_Aim of the task_
Output the listing below verbatim, from its first line to its last.

_Task data_
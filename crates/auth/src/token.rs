//! Access credential signing and refresh credential generation.

use chrono::{DateTime, Duration, Utc};
use hmac::{Hmac, Mac};
use jsonwebtoken::{Algorithm, DecodingKey, EncodingKey, Header, Validation};
use rand::RngCore;
use sha2::Sha256;

use scribe_core::UserId;

use crate::{AccessClaims, AuthError};

type HmacSha256 = Hmac<Sha256>;

/// Upper bound for access and refresh credential lifetimes.
pub const MAX_TOKEN_TTL_SECS: i64 = 366 * 24 * 60 * 60;

/// Length of a refresh credential in random bytes (hex-encoded on the wire).
const REFRESH_TOKEN_BYTES: usize = 32;

/// Signs and verifies access credentials (JWT, HMAC family).
#[derive(Clone)]
pub struct TokenCodec {
    algorithm: Algorithm,
    encoding: EncodingKey,
    decoding: DecodingKey,
    ttl: Duration,
}

impl TokenCodec {
    /// Only symmetric HMAC algorithms are accepted (`HS256`, `HS384`, `HS512`).
    pub fn new(secret: &[u8], algorithm: Algorithm, ttl: Duration) -> Result<Self, AuthError> {
        if !matches!(algorithm, Algorithm::HS256 | Algorithm::HS384 | Algorithm::HS512) {
            return Err(AuthError::Crypto(format!(
                "unsupported access token algorithm {algorithm:?}"
            )));
        }
        if secret.is_empty() {
            return Err(AuthError::Crypto("access token secret is empty".to_string()));
        }
        if ttl <= Duration::zero() || ttl > Duration::seconds(MAX_TOKEN_TTL_SECS) {
            return Err(AuthError::Crypto(format!(
                "access token ttl must be between 1 and {MAX_TOKEN_TTL_SECS} seconds"
            )));
        }

        Ok(Self {
            algorithm,
            encoding: EncodingKey::from_secret(secret),
            decoding: DecodingKey::from_secret(secret),
            ttl,
        })
    }

    pub fn ttl(&self) -> Duration {
        self.ttl
    }

    /// Mint an access credential for `sub` issued at `now`.
    pub fn issue(&self, sub: UserId, email: &str, now: DateTime<Utc>) -> Result<String, AuthError> {
        let claims = AccessClaims::new(sub, email, now, self.ttl)
            .ok_or_else(|| AuthError::Crypto("access token expiry out of range".to_string()))?;
        jsonwebtoken::encode(&Header::new(self.algorithm), &claims, &self.encoding)
            .map_err(|e| AuthError::Crypto(e.to_string()))
    }

    /// Check signature, algorithm and `exp`; any failure is `TokenExpiredOrInvalid`.
    pub fn decode(&self, token: &str) -> Result<AccessClaims, AuthError> {
        let mut validation = Validation::new(self.algorithm);
        validation.leeway = 0;
        validation.validate_exp = true;
        validation.set_required_spec_claims(&["exp", "iat", "sub"]);

        jsonwebtoken::decode::<AccessClaims>(token, &self.decoding, &validation)
            .map(|data| data.claims)
            .map_err(|e| {
                tracing::debug!(error = %e, "access token rejected");
                AuthError::TokenExpiredOrInvalid
            })
    }
}

impl core::fmt::Debug for TokenCodec {
    fn fmt(&self, f: &mut core::fmt::Formatter<'_>) -> core::fmt::Result {
        f.debug_struct("TokenCodec")
            .field("algorithm", &self.algorithm)
            .field("ttl", &self.ttl)
            .finish_non_exhaustive()
    }
}

/// Generate a fresh opaque refresh credential.
pub fn generate_refresh_token() -> String {
    let mut bytes = [0u8; REFRESH_TOKEN_BYTES];
    rand::rng().fill_bytes(&mut bytes);
    hex::encode(bytes)
}

/// Keyed digest of refresh credentials.
///
/// Only the digest is persisted; lookups by exact token match compare digests.
#[derive(Clone)]
pub struct RefreshTokenDigester {
    mac: HmacSha256,
}

impl RefreshTokenDigester {
    pub fn new(secret: &[u8]) -> Result<Self, AuthError> {
        if secret.is_empty() {
            return Err(AuthError::Crypto("refresh token secret is empty".to_string()));
        }
        let mac = HmacSha256::new_from_slice(secret).map_err(|e| AuthError::Crypto(e.to_string()))?;
        Ok(Self { mac })
    }

    pub fn digest(&self, token: &str) -> String {
        let mac = self.mac.clone().chain_update(token.as_bytes());
        hex::encode(mac.finalize().into_bytes())
    }
}

impl core::fmt::Debug for RefreshTokenDigester {
    fn fmt(&self, f: &mut core::fmt::Formatter<'_>) -> core::fmt::Result {
        f.write_str("RefreshTokenDigester")
    }
}

#[cfg(test)]
mod tests {
    use super::*;

    fn codec(secret: &[u8]) -> TokenCodec {
        TokenCodec::new(secret, Algorithm::HS256, Duration::minutes(15)).unwrap()
    }

    #[test]
    fn issued_token_decodes_to_same_subject() {
        let codec = codec(b"secret");
        let id = UserId::new();
        let token = codec.issue(id, "user@example.com", Utc::now()).unwrap();

        let claims = codec.decode(&token).unwrap();
        assert_eq!(claims.sub, id);
        assert_eq!(claims.email, "user@example.com");
    }

    #[test]
    fn two_tokens_in_same_second_differ() {
        let codec = codec(b"secret");
        let id = UserId::new();
        let now = Utc::now();
        assert_ne!(
            codec.issue(id, "a@example.com", now).unwrap(),
            codec.issue(id, "a@example.com", now).unwrap()
        );
    }

    #[test]
    fn wrong_secret_is_rejected() {
        let token = codec(b"secret-a").issue(UserId::new(), "a@example.com", Utc::now()).unwrap();
        assert_eq!(codec(b"secret-b").decode(&token), Err(AuthError::TokenExpiredOrInvalid));
    }

    #[test]
    fn expired_token_is_rejected() {
        let codec = codec(b"secret");
        let issued = Utc::now() - Duration::hours(1);
        let token = codec.issue(UserId::new(), "a@example.com", issued).unwrap();
        assert_eq!(codec.decode(&token), Err(AuthError::TokenExpiredOrInvalid));
    }

    #[test]
    fn garbage_is_rejected() {
        assert_eq!(codec(b"secret").decode("not.a.jwt"), Err(AuthError::TokenExpiredOrInvalid));
    }

    #[test]
    fn ttl_beyond_the_cap_is_refused() {
        let too_long = Duration::seconds(MAX_TOKEN_TTL_SECS + 1);
        assert!(TokenCodec::new(b"secret", Algorithm::HS256, too_long).is_err());
        assert!(TokenCodec::new(b"secret", Algorithm::HS256, Duration::seconds(MAX_TOKEN_TTL_SECS)).is_ok());
    }

    #[test]
    fn issue_near_the_end_of_time_errors_instead_of_panicking() {
        let codec = TokenCodec::new(b"secret", Algorithm::HS256, Duration::seconds(MAX_TOKEN_TTL_SECS)).unwrap();
        let late = DateTime::<Utc>::MAX_UTC - Duration::days(1);
        assert!(matches!(codec.issue(UserId::new(), "a@example.com", late), Err(AuthError::Crypto(_))));
    }

    #[test]
    fn asymmetric_algorithms_are_refused() {
        assert!(TokenCodec::new(b"secret", Algorithm::RS256, Duration::minutes(1)).is_err());
    }

    #[test]
    fn refresh_tokens_are_random_hex() {
        let a = generate_refresh_token();
        let b = generate_refresh_token();
        assert_eq!(a.len(), REFRESH_TOKEN_BYTES * 2);
        assert!(a.chars().all(|c| c.is_ascii_hexdigit()));
        assert_ne!(a, b);
    }

    #[test]
    fn digest_is_keyed_and_deterministic() {
        let a = RefreshTokenDigester::new(b"k1").unwrap();
        let b = RefreshTokenDigester::new(b"k2").unwrap();
        assert_eq!(a.digest("tok"), a.digest("tok"));
        assert_ne!(a.digest("tok"), b.digest("tok"));
        assert_ne!(a.digest("tok"), "tok");
    }
}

_Answer to the problem_
filename crates/auth/src/token.rs
//! Access credential signing and refresh credential generation.

use chrono::{DateTime, Duration, Utc};
use hmac::{Hmac, Mac};
use jsonwebtoken::{Algorithm, DecodingKey, EncodingKey, Header, Validation};
use rand::RngCore;
use sha2::Sha256;

use scribe_core::UserId;

use crate::{AccessClaims, AuthError};

type HmacSha256 = Hmac<Sha256>;

/// Upper bound for access and refresh credential lifetimes.
pub const MAX_TOKEN_TTL_SECS: i64 = 366 * 24 * 60 * 60;

/// Length of a refresh credential in random bytes (hex-encoded on the wire).
const REFRESH_TOKEN_BYTES: usize = 32;

/// Signs and verifies access credentials (JWT, HMAC family).
#[derive(Clone)]
pub struct TokenCodec {
    algorithm: Algorithm,
    encoding: EncodingKey,
    decoding: DecodingKey,
    ttl: Duration,
}

impl TokenCodec {
    /// Only symmetric HMAC algorithms are accepted (`HS256`, `HS384`, `HS512`).
    pub fn new(secret: &[u8], algorithm: Algorithm, ttl: Duration) -> Result<Self, AuthError> {
        if !matches!(algorithm, Algorithm::HS256 | Algorithm::HS384 | Algorithm::HS512) {
            return Err(AuthError::Crypto(format!(
                "unsupported access token algorithm {algorithm:?}"
            )));
        }
        if secret.is_empty() {
            return Err(AuthError::Crypto("access token secret is empty".to_string()));
        }
        if ttl <= Duration::zero() || ttl > Duration::seconds(MAX_TOKEN_TTL_SECS) {
            return Err(AuthError::Crypto(format!(
                "access token ttl must be between 1 and {MAX_TOKEN_TTL_SECS} seconds"
            )));
        }

        Ok(Self {
            algorithm,
            encoding: EncodingKey::from_secret(secret),
            decoding: DecodingKey::from_secret(secret),
            ttl,
        })
    }

    pub fn ttl(&self) -> Duration {
        self.ttl
    }

    /// Mint an access credential for `sub` issued at `now`.
    pub fn issue(&self, sub: UserId, email: &str, now: DateTime<Utc>) -> Result<String, AuthError> {
        let claims = AccessClaims::new(sub, email, now, self.ttl)
            .ok_or_else(|| AuthError::Crypto("access token expiry out of range".to_string()))?;
        jsonwebtoken::encode(&Header::new(self.algorithm), &claims, &self.encoding)
            .map_err(|e| AuthError::Crypto(e.to_string()))
    }

    /// Check signature, algorithm and `exp`; any failure is `TokenExpiredOrInvalid`.
    pub fn decode(&self, token: &str) -> Result<AccessClaims, AuthError> {
        let mut validation = Validation::new(self.algorithm);
        validation.leeway = 0;
        validation.validate_exp = true;
        validation.set_required_spec_claims(&["exp", "iat", "sub"]);

        jsonwebtoken::decode::<AccessClaims>(token, &self.decoding, &validation)
            .map(|data| data.claims)
            .map_err(|e| {
                tracing::debug!(error = %e, "access token rejected");
                AuthError::TokenExpiredOrInvalid
            })
    }
}

impl core::fmt::Debug for TokenCodec {
    fn fmt(&self, f: &mut core::fmt::Formatter<'_>) -> core::fmt::Result {
        f.debug_struct("TokenCodec")
            .field("algorithm", &self.algorithm)
            .field("ttl", &self.ttl)
            .finish_non_exhaustive()
    }
}

/// Generate a fresh opaque refresh credential.
pub fn generate_refresh_token() -> String {
    let mut bytes = [0u8; REFRESH_TOKEN_BYTES];
    rand::rng().fill_bytes(&mut bytes);
    hex::encode(bytes)
}

/// Keyed digest of refresh credentials.
///
/// Only the digest is persisted; lookups by exact token match compare digests.
#[derive(Clone)]
pub struct RefreshTokenDigester {
    mac: HmacSha256,
}

impl RefreshTokenDigester {
    pub fn new(secret: &[u8]) -> Result<Self, AuthError> {
        if secret.is_empty() {
            return Err(AuthError::Crypto("refresh token secret is empty".to_string()));
        }
        let mac = HmacSha256::new_from_slice(secret).map_err(|e| AuthError::Crypto(e.to_string()))?;
        Ok(Self { mac })
    }

    pub fn digest(&self, token: &str) -> String {
        let mac = self.mac.clone().chain_update(token.as_bytes());
        hex::encode(mac.finalize().into_bytes())
    }
}

impl core::fmt::Debug for RefreshTokenDigester {
    fn fmt(&self, f: &mut core::fmt::Formatter<'_>) -> core::fmt::Result {
        f.write_str("RefreshTokenDigester")
    }
}

#[cfg(test)]
mod tests {
    use super::*;

    fn codec(secret: &[u8]) -> TokenCodec {
        TokenCodec::new(secret, Algorithm::HS256, Duration::minutes(15)).unwrap()
    }

    #[test]
    fn issued_token_decodes_to_same_subject() {
        let codec = codec(b"secret");
        let id = UserId::new();
        let token = codec.issue(id, "user@example.com", Utc::now()).unwrap();

        let claims = codec.decode(&token).unwrap();
        assert_eq!(claims.sub, id);
        assert_eq!(claims.email, "user@example.com");
    }

    #[test]
    fn two_tokens_in_same_second_differ() {
        let codec = codec(b"secret");
        let id = UserId::new();
        let now = Utc::now();
        assert_ne!(
            codec.issue(id, "a@example.com", now).unwrap(),
            codec.issue(id, "a@example.com", now).unwrap()
        );
    }

    #[test]
    fn wrong_secret_is_rejected() {
        let token = codec(b"secret-a").issue(UserId::new(), "a@example.com", Utc::now()).unwrap();
        assert_eq!(codec(b"secret-b").decode(&token), Err(AuthError::TokenExpiredOrInvalid));
    }

    #[test]
    fn expired_token_is_rejected() {
        let codec = codec(b"secret");
        let issued = Utc::now() - Duration::hours(1);
        let token = codec.issue(UserId::new(), "a@example.com", issued).unwrap();
        assert_eq!(codec.decode(&token), Err(AuthError::TokenExpiredOrInvalid));
    }

    #[test]
    fn garbage_is_rejected() {
        assert_eq!(codec(b"secret").decode("not.a.jwt"), Err(AuthError::TokenExpiredOrInvalid));
    }

    #[test]
    fn ttl_beyond_the_cap_is_refused() {
        let too_long = Duration::seconds(MAX_TOKEN_TTL_SECS + 1);
        assert!(TokenCodec::new(b"secret", Algorithm::HS256, too_long).is_err());
        assert!(TokenCodec::new(b"secret", Algorithm::HS256, Duration::seconds(MAX_TOKEN_TTL_SECS)).is_ok());
    }

    #[test]
    fn issue_near_the_end_of_time_errors_instead_of_panicking() {
        let codec = TokenCodec::new(b"secret", Algorithm::HS256, Duration::seconds(MAX_TOKEN_TTL_SECS)).unwrap();
        let late = DateTime::<Utc>::MAX_UTC - Duration::days(1);
        assert!(matches!(codec.issue(UserId::new(), "a@example.com", late), Err(AuthError::Crypto(_))));
    }

    #[test]
    fn asymmetric_algorithms_are_refused() {
        assert!(TokenCodec::new(b"secret", Algorithm::RS256, Duration::minutes(1)).is_err());
    }

    #[test]
    fn refresh_tokens_are_random_hex() {
        let a = generate_refresh_token();
        let b = generate_refresh_token();
        assert_eq!(a.len(), REFRESH_TOKEN_BYTES * 2);
        assert!(a.chars().all(|c| c.is_ascii_hexdigit()));
        assert_ne!(a, b);
    }

    #[test]
    fn digest_is_keyed_and_deterministic() {
        let a = RefreshTokenDigester::new(b"k1").unwrap();
        let b = RefreshTokenDigester::new(b"k2").unwrap();
        assert_eq!(a.digest("tok"), a.digest("tok"));
        assert_ne!(a.digest("tok"), b.digest("tok"));
        assert_ne!(a.digest("tok"), "tok");
    }
}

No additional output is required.